Task statement -> Once the line containing "pub fn new(pool: DatabaseConnection)" is found in the entries below, restate it and each following line word for word, stopping after the line containing "let current = coupon_entity::Entity::find_by_id(id)".

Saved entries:
■ ■ ■ ■ ■

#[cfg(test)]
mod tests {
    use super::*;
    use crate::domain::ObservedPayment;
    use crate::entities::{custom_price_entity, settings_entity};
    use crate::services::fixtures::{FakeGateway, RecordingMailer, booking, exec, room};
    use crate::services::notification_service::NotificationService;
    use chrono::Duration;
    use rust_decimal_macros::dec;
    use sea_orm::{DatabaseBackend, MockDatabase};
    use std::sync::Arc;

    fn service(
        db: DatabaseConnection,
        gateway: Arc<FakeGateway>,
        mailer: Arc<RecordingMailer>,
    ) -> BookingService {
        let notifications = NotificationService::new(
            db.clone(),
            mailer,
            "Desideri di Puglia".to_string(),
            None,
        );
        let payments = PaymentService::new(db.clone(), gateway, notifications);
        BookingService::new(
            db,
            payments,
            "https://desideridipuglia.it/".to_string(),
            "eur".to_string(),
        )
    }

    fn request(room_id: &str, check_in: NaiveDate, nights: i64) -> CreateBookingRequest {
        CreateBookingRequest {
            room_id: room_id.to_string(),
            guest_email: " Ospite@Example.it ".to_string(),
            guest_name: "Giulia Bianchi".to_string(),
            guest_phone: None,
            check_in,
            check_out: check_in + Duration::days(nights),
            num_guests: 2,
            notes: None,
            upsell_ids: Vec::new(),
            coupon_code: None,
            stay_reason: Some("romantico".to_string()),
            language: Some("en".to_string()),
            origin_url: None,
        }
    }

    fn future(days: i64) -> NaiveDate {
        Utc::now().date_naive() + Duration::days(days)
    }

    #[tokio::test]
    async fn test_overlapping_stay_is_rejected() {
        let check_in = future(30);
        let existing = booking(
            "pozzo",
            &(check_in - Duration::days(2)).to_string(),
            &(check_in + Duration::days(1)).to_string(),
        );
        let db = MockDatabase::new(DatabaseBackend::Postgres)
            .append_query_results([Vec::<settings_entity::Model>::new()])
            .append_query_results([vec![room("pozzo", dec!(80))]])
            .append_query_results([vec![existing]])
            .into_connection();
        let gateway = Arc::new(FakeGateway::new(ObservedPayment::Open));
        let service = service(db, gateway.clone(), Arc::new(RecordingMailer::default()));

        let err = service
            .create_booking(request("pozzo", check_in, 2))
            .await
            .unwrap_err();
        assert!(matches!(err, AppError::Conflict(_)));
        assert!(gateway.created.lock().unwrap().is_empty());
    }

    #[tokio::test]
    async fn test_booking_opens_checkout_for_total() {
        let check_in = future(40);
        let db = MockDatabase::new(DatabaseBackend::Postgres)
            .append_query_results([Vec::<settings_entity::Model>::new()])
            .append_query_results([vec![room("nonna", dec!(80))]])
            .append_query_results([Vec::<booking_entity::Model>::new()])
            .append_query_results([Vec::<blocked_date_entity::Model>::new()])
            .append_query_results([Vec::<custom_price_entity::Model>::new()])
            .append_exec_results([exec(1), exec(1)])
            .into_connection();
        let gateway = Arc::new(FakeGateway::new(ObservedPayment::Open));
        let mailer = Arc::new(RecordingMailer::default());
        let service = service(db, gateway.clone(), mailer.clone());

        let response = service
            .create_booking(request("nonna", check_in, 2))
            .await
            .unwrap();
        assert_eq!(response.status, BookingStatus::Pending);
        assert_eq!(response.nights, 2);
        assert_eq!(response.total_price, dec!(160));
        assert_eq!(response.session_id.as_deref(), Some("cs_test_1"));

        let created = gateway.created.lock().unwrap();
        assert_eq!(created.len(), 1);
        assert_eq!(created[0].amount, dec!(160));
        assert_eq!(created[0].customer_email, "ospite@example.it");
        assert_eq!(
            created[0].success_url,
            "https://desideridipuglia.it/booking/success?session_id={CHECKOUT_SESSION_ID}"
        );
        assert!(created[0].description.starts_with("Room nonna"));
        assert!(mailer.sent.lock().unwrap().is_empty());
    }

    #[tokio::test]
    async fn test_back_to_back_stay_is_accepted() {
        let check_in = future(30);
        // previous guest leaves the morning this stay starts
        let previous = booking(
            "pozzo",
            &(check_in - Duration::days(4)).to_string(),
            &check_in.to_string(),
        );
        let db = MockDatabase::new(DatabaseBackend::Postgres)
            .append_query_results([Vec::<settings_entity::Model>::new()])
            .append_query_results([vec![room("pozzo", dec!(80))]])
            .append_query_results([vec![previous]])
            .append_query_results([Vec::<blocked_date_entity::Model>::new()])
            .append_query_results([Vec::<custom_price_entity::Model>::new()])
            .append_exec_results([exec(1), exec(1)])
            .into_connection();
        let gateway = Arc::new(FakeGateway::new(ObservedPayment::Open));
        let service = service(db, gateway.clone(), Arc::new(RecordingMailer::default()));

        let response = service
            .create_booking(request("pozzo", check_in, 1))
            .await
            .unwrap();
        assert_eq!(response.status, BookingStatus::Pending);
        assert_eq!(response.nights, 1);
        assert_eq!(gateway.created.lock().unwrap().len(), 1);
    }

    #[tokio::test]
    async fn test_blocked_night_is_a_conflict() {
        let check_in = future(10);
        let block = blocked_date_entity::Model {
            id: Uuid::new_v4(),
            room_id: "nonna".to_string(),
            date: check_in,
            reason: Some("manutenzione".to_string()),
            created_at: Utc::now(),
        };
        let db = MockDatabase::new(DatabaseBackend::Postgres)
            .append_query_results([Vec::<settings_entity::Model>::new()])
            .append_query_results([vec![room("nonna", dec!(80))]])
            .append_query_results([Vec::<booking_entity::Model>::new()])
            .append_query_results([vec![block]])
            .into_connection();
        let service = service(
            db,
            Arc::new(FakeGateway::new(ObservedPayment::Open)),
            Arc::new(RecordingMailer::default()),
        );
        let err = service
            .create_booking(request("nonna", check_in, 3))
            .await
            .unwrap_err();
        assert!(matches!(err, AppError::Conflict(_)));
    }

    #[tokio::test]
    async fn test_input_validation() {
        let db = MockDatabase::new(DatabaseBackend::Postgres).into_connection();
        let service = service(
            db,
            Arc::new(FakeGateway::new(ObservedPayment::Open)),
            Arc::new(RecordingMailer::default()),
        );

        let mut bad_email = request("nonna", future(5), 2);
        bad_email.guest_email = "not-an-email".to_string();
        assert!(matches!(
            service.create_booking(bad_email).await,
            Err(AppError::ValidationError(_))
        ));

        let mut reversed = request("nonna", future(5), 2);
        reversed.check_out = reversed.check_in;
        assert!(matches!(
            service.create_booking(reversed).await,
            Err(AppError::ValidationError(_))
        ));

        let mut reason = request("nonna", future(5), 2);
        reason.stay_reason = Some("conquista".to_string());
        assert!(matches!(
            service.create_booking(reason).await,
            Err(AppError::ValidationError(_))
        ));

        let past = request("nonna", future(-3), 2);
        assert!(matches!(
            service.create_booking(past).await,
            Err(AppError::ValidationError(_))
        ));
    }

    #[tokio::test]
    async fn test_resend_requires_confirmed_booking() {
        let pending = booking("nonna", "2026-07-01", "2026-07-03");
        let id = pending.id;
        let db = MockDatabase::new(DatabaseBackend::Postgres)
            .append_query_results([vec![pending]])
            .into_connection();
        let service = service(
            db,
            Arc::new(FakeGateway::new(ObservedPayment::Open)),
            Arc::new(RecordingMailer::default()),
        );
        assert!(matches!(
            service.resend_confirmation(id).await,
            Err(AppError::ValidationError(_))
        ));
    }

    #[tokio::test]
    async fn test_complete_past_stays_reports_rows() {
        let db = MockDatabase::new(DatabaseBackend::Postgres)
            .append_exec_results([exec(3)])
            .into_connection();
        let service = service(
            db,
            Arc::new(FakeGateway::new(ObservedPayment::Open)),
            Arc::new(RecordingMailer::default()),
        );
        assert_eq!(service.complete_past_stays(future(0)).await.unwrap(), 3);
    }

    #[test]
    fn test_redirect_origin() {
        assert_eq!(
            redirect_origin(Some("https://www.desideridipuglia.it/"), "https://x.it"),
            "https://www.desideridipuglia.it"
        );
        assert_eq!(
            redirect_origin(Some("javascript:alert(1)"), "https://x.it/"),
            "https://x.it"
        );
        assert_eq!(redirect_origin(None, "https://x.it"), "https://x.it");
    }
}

■ ■ ■ ■ ■

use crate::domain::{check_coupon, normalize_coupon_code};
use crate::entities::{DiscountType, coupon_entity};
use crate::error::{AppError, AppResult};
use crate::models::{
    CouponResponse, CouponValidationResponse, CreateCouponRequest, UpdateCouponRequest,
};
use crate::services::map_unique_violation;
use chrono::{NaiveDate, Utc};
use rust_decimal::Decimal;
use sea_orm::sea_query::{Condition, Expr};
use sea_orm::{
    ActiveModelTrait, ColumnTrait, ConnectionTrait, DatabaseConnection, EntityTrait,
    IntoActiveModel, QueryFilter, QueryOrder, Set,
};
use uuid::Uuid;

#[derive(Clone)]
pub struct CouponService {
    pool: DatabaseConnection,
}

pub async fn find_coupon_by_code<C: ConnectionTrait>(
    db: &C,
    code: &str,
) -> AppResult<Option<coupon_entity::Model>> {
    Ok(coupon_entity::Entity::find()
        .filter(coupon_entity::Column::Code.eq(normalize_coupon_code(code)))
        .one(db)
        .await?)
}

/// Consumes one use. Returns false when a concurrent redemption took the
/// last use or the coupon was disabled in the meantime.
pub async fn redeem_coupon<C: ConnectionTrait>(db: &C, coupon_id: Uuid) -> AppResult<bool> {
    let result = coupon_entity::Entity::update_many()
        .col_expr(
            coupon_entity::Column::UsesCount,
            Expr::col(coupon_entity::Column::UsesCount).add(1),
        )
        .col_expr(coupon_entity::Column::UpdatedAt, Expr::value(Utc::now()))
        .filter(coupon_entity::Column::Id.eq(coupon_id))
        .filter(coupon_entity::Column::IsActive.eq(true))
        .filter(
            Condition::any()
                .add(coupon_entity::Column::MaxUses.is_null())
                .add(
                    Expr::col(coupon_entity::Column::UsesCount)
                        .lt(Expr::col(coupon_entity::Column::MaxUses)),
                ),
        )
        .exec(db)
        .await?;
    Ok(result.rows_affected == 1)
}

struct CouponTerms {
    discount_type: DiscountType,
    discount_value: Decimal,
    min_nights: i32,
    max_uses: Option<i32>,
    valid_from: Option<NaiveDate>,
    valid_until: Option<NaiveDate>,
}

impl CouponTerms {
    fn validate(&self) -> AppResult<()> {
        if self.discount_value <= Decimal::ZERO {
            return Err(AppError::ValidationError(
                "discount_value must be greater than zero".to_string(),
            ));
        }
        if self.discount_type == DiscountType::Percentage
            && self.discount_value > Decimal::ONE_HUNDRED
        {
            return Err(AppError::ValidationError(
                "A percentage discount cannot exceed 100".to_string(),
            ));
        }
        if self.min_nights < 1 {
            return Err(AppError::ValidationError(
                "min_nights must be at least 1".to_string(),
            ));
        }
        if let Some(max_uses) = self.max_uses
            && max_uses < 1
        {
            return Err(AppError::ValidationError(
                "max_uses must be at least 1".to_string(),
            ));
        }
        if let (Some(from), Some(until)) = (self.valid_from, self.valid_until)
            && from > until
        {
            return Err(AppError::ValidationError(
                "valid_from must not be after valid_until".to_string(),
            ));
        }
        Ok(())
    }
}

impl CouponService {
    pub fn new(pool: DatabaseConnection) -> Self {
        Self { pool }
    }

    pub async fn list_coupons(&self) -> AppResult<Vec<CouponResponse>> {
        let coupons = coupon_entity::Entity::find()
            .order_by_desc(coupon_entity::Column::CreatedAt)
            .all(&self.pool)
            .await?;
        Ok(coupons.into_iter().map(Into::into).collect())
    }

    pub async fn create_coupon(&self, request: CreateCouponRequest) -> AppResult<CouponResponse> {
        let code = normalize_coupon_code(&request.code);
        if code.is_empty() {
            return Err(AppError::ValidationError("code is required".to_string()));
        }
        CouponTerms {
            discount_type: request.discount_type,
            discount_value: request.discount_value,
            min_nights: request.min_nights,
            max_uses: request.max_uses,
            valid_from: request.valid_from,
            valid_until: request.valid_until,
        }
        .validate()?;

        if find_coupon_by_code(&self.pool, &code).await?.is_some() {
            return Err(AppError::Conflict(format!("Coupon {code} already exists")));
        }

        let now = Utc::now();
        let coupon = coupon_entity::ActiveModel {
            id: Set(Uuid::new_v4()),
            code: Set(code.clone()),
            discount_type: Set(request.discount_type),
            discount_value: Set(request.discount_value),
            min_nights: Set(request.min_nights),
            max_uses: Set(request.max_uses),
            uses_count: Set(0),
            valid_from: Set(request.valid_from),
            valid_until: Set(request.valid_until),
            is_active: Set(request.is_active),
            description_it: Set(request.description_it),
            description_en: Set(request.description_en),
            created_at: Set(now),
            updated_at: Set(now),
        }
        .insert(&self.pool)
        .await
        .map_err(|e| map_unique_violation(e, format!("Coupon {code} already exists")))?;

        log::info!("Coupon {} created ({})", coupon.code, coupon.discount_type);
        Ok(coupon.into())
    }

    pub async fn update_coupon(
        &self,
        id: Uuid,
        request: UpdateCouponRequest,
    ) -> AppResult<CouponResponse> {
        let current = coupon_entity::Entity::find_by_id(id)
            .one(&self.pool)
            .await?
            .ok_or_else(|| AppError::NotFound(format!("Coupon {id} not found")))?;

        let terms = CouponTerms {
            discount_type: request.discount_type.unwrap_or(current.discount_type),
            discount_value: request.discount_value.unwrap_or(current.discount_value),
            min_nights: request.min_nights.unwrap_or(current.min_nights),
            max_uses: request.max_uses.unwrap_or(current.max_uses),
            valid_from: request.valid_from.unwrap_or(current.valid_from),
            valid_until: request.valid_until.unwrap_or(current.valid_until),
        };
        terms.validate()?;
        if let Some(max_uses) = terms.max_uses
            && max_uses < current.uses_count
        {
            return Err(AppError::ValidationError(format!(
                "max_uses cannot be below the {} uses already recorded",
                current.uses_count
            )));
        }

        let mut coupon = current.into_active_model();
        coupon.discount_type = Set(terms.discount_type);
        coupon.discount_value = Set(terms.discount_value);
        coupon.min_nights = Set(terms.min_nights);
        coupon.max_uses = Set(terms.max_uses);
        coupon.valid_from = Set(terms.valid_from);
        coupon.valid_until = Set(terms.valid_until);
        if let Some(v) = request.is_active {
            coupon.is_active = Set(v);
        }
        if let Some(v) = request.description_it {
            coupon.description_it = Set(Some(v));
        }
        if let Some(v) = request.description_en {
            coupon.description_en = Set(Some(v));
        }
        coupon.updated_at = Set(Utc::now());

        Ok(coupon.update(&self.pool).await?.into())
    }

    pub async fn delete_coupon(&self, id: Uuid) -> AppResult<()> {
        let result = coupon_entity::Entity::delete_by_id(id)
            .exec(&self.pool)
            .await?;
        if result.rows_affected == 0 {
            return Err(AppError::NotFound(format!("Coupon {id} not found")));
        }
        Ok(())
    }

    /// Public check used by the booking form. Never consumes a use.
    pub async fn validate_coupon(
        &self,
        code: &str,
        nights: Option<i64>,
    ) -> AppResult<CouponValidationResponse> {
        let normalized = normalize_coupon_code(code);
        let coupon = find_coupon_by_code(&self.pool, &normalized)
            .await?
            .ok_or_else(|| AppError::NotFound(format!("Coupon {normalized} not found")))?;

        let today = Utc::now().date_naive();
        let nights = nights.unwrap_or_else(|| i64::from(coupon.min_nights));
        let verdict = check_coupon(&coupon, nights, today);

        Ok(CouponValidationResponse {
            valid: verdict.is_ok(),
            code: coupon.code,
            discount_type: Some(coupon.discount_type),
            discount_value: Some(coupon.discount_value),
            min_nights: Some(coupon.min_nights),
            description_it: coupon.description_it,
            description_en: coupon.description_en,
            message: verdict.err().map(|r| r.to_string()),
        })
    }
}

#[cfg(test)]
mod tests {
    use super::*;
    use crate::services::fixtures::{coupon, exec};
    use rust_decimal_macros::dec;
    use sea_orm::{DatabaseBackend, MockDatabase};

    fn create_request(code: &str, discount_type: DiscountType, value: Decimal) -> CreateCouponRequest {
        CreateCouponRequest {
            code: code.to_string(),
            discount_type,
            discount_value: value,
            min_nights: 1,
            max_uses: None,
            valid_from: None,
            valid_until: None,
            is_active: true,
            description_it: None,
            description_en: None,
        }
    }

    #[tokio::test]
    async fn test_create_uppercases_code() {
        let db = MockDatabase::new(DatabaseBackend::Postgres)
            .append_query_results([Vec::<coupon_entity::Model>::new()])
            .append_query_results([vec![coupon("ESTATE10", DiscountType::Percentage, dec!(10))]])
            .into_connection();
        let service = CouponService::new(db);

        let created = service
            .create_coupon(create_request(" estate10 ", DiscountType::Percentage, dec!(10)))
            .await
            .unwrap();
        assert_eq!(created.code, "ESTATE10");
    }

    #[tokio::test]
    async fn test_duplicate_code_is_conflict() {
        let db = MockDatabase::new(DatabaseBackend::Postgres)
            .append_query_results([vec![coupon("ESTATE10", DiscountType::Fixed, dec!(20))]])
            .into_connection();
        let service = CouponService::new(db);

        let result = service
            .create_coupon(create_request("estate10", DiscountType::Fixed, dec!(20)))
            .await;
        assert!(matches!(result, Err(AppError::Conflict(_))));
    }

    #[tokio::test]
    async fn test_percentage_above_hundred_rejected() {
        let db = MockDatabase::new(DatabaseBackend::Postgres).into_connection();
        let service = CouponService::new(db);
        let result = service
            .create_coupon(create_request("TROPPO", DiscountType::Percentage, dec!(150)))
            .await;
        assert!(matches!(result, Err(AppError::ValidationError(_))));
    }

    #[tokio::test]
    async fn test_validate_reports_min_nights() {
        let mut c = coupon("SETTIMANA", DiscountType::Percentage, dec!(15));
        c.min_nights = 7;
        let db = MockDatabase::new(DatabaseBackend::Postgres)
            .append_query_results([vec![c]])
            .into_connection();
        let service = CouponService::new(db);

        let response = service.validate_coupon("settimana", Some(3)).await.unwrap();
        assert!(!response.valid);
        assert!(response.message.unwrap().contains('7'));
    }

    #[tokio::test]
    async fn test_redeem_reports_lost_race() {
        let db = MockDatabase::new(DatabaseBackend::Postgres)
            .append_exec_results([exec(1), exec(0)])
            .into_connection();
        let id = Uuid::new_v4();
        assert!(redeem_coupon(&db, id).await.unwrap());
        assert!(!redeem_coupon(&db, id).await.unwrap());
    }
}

■ ■ ■ ■ ■

Result of the exercise ->
    pub fn new(pool: DatabaseConnection) -> Self {
        Self { pool }
    }

    pub async fn list_coupons(&self) -> AppResult<Vec<CouponResponse>> {
        let coupons = coupon_entity::Entity::find()
            .order_by_desc(coupon_entity::Column::CreatedAt)
            .all(&self.pool)
            .await?;
        Ok(coupons.into_iter().map(Into::into).collect())
    }

    pub async fn create_coupon(&self, request: CreateCouponRequest) -> AppResult<CouponResponse> {
        let code = normalize_coupon_code(&request.code);
        if code.is_empty() {
            return Err(AppError::ValidationError("code is required".to_string()));
        }
        CouponTerms {
            discount_type: request.discount_type,
            discount_value: request.discount_value,
            min_nights: request.min_nights,
            max_uses: request.max_uses,
            valid_from: request.valid_from,
            valid_until: request.valid_until,
        }
        .validate()?;

        if find_coupon_by_code(&self.pool, &code).await?.is_some() {
            return Err(AppError::Conflict(format!("Coupon {code} already exists")));
        }

        let now = Utc::now();
        let coupon = coupon_entity::ActiveModel {
            id: Set(Uuid::new_v4()),
            code: Set(code.clone()),
            discount_type: Set(request.discount_type),
            discount_value: Set(request.discount_value),
            min_nights: Set(request.min_nights),
            max_uses: Set(request.max_uses),
            uses_count: Set(0),
            valid_from: Set(request.valid_from),
            valid_until: Set(request.valid_until),
            is_active: Set(request.is_active),
            description_it: Set(request.description_it),
            description_en: Set(request.description_en),
            created_at: Set(now),
            updated_at: Set(now),
        }
        .insert(&self.pool)
        .await
        .map_err(|e| map_unique_violation(e, format!("Coupon {code} already exists")))?;

        log::info!("Coupon {} created ({})", coupon.code, coupon.discount_type);
        Ok(coupon.into())
    }

    pub async fn update_coupon(
        &self,
        id: Uuid,
        request: UpdateCouponRequest,
    ) -> AppResult<CouponResponse> {
        let current = coupon_entity::Entity::find_by_id(id)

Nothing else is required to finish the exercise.